EXERCISE OBJECTIVE:
Track down each line below containing the string "RecordStore" and copy it.

= Beginning of Section =

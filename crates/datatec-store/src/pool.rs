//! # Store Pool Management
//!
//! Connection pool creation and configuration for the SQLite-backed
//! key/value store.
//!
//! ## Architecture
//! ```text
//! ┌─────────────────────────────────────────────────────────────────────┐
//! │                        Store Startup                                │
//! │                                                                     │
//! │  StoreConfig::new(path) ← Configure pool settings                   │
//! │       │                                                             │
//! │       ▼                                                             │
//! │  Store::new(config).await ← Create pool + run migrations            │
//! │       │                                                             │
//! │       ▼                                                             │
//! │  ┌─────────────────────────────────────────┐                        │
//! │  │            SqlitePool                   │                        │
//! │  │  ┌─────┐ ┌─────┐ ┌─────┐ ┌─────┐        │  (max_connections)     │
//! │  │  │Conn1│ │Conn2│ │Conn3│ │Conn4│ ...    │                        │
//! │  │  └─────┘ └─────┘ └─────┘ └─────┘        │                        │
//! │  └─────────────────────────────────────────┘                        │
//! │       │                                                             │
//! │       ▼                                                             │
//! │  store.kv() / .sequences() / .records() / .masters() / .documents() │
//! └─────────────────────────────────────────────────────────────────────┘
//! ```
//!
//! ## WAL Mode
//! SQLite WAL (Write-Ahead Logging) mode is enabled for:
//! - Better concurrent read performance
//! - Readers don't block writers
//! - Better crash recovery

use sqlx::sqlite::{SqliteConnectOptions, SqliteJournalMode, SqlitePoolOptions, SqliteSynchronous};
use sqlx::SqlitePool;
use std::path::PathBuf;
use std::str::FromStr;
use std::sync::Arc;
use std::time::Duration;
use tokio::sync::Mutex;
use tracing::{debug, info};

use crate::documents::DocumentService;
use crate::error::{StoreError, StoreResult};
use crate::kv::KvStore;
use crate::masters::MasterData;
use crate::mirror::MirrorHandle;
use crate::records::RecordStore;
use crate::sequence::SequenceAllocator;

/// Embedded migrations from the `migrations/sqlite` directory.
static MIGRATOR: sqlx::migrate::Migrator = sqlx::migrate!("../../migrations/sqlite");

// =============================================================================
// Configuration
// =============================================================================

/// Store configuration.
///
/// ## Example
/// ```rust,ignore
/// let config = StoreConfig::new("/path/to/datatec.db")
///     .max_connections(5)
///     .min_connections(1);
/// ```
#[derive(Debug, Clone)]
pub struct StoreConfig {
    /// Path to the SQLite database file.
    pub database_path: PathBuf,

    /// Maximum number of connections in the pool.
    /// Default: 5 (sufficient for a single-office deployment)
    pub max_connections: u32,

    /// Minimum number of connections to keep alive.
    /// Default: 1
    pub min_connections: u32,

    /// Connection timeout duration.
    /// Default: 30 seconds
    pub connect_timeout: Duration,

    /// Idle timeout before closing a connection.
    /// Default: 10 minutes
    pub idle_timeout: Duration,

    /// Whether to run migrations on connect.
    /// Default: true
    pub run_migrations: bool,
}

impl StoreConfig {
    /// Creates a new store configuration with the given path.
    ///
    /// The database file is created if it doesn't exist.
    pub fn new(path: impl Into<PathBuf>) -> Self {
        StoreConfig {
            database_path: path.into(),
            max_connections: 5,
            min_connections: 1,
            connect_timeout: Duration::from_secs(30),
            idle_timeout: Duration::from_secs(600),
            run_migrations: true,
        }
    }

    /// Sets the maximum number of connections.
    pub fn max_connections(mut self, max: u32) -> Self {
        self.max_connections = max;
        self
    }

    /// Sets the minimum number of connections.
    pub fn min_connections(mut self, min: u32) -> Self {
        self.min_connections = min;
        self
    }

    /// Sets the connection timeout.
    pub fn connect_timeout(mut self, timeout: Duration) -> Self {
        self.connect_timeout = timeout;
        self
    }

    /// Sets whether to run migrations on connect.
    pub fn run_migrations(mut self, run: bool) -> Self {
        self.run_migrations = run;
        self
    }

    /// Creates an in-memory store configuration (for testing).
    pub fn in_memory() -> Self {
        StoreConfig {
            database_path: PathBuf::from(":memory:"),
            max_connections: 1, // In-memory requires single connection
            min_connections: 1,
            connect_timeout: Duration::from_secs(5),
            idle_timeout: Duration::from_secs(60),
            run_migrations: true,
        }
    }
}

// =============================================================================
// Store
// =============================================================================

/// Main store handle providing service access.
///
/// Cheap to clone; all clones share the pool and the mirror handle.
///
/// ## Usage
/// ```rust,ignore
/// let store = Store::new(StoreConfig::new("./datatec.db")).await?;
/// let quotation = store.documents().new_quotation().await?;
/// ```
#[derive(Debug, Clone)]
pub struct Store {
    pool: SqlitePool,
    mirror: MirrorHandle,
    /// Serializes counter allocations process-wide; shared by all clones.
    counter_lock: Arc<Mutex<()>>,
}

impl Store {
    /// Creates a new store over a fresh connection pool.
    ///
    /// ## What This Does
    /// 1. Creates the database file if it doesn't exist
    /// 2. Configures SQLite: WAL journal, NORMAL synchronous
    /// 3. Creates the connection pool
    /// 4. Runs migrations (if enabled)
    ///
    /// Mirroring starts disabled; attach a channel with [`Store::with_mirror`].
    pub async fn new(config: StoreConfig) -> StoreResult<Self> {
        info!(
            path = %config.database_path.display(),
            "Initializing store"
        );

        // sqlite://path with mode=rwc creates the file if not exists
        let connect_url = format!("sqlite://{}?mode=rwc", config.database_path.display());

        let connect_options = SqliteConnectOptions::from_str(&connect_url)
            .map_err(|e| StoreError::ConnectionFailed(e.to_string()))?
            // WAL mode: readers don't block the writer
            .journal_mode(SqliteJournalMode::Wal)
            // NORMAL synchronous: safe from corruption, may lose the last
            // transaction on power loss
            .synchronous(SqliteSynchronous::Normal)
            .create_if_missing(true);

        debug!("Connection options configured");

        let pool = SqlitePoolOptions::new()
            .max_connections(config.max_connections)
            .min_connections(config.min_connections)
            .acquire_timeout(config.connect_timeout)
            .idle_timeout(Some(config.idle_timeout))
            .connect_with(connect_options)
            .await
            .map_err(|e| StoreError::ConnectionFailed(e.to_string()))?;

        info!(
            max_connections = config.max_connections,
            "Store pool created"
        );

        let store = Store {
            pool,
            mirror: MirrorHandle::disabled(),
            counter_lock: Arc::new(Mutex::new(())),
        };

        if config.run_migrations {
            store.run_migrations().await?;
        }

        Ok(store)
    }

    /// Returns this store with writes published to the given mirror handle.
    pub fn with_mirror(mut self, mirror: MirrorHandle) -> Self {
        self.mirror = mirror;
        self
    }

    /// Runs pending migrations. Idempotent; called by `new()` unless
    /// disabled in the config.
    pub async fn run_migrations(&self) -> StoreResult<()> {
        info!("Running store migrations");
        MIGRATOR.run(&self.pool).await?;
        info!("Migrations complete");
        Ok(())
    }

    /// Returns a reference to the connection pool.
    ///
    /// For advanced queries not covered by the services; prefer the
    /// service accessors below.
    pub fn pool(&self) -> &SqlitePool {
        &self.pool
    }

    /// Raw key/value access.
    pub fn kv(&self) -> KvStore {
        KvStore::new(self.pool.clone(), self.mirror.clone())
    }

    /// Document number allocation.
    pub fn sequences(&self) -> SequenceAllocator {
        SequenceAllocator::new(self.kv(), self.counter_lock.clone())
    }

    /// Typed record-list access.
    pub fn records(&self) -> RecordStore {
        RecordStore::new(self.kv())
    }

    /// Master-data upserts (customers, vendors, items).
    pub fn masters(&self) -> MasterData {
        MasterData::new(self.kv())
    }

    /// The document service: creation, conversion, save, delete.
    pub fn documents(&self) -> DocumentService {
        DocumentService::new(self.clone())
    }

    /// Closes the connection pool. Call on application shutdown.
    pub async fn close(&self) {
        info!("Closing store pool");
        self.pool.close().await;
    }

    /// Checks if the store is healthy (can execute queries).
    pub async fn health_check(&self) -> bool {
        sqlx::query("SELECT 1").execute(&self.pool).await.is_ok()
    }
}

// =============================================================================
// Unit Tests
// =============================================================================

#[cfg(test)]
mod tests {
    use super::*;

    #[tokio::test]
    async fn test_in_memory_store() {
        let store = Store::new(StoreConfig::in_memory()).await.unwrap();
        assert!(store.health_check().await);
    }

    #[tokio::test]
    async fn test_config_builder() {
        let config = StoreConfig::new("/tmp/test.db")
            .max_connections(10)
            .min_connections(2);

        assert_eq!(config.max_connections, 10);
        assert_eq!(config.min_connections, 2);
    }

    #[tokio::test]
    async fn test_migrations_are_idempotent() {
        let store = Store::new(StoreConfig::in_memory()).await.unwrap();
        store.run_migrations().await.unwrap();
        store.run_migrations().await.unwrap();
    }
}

= End of Section =

SOLUTION TO THIS PROBLEM:
use crate::records::RecordStore;
    pub fn records(&self) -> RecordStore {
        RecordStore::new(self.kv())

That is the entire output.